Figures & data
Figure 1 Interaction of the Yaf9 YEATS domain hydrophobic groove with its potential target. (A) Structural comparison of the Yaf9 YEATS domain and Asf1 core. Stereo superposition of the Yaf9 YEATS domain on Asf1. The ribbon diagram is colored gray for Yaf9 and green for Asf1. (B) Docking of the Asf1/histone H3–H4 complex onto Yaf9. Note that the N-terminal tail/hydrophobic groove interaction formed between symmetry-related Yaf9 protomers (cyan sticks) spatially and directionally overlaps with the interaction seen between the C-terminal tail of histone H4 (magenta ribbon) and Asf1. In both instances, the peptide from the binding partner docks into an inter-sheet groove and pairs by the last (“h”) strand of the Ig fold. (C) Close up of the Yaf9 YEATS domain hydrophobic groove (surface) and its interaction with the N-terminal segment of adjoining protomer (cyan sticks).
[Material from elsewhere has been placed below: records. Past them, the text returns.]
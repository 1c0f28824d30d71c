// Conversions to and from glam, for handing results to a renderer

use glam::{Mat4, Quat, Vec3, Vec4};

use crate::matrix4x3::AffineMatrix4x3;
use crate::quaternion::Quaternion;
use crate::vector3::Vector3;

impl From<Vec3> for Vector3 {
    fn from(v: Vec3) -> Self {
        Vector3::new(v.x, v.y, v.z)
    }
}

impl From<Vector3> for Vec3 {
    fn from(v: Vector3) -> Self {
        Vec3::new(v.x, v.y, v.z)
    }
}

impl From<Quat> for Quaternion {
    fn from(q: Quat) -> Self {
        Quaternion::new(q.w, q.x, q.y, q.z)
    }
}

impl From<Quaternion> for Quat {
    fn from(q: Quaternion) -> Self {
        Quat::from_xyzw(q.x, q.y, q.z, q.w)
    }
}

/// glam multiplies column vectors, so each row of the 3x3 becomes a column and
/// the translation becomes the last column.
impl From<AffineMatrix4x3> for Mat4 {
    fn from(m: AffineMatrix4x3) -> Self {
        Mat4::from_cols(
            Vec4::new(m.m11, m.m12, m.m13, 0.0),
            Vec4::new(m.m21, m.m22, m.m23, 0.0),
            Vec4::new(m.m31, m.m32, m.m33, 0.0),
            Vec4::new(m.tx, m.ty, m.tz, 1.0),
        )
    }
}

#[cfg(test)]
mod tests {
    use super::*;
    use crate::euler_angles::EulerAngles;
    use approx::assert_abs_diff_eq;

    #[test]
    fn mat4_transforms_points_the_same_way() {
        let m = AffineMatrix4x3::from_pose(
            Vector3::new(1.0, -2.0, 0.5),
            &Quaternion::object_to_inertial(&EulerAngles::new(0.9, 0.1, -0.4)),
            Vector3::new(2.0, 1.0, 0.5),
        );
        let p = Vector3::new(0.3, 4.0, -1.0);

        let ours = m.transform_point(p);
        let theirs: Vector3 = Mat4::from(m).transform_point3(p.into()).into();
        assert_abs_diff_eq!(ours.x, theirs.x, epsilon = 1e-5);
        assert_abs_diff_eq!(ours.y, theirs.y, epsilon = 1e-5);
        assert_abs_diff_eq!(ours.z, theirs.z, epsilon = 1e-5);
    }

    #[test]
    fn quaternions_rotate_the_same_way() {
        let q = Quaternion::about_z(0.7) * Quaternion::about_x(-1.2);
        let p = Vector3::new(1.0, 2.0, 3.0);

        let ours = AffineMatrix4x3::from_quaternion(&q).transform_point(p);
        let theirs: Vector3 = Quat::from(q).mul_vec3(p.into()).into();
        assert_abs_diff_eq!(ours.x, theirs.x, epsilon = 1e-5);
        assert_abs_diff_eq!(ours.y, theirs.y, epsilon = 1e-5);
        assert_abs_diff_eq!(ours.z, theirs.z, epsilon = 1e-5);

        assert_eq!(Quaternion::from(Quat::from(q)), q);
    }
}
An isoleucine in the peptide sits over a deep hole in the floor of the groove. (D) The hole in the hydrophobic groove (surface) of the Yaf9 YEATS domain is sufficiently wide and deep to accommodate a modeled acetyl-lysine residue (white sticks). The modified lysine was modeled using the preferred rotamer library available in PYMOL.Citation41
Figure 2 Model highlighting the SWR1-C and NuA4 complexes with their respective “reader” and “writer” subunits containing signature domains that bind to acetyl- or methyl-groups on histones. The SWR1-C subunit Bdf1 has bromodomains that bind to acetylated histones and NuA4 subunits Yng2 and Esa1 have a PhD finger and chromodomain, respectively, that bind to methylated histones.Citation37 Note that the YEATS domain of Yaf9 binding to acetyl groups on histones is speculative in nature and requires further experiments to provide support. Furthermore, it is possible that the subunits bind to the same nucleosome rather than multiple nucleosomes as shown.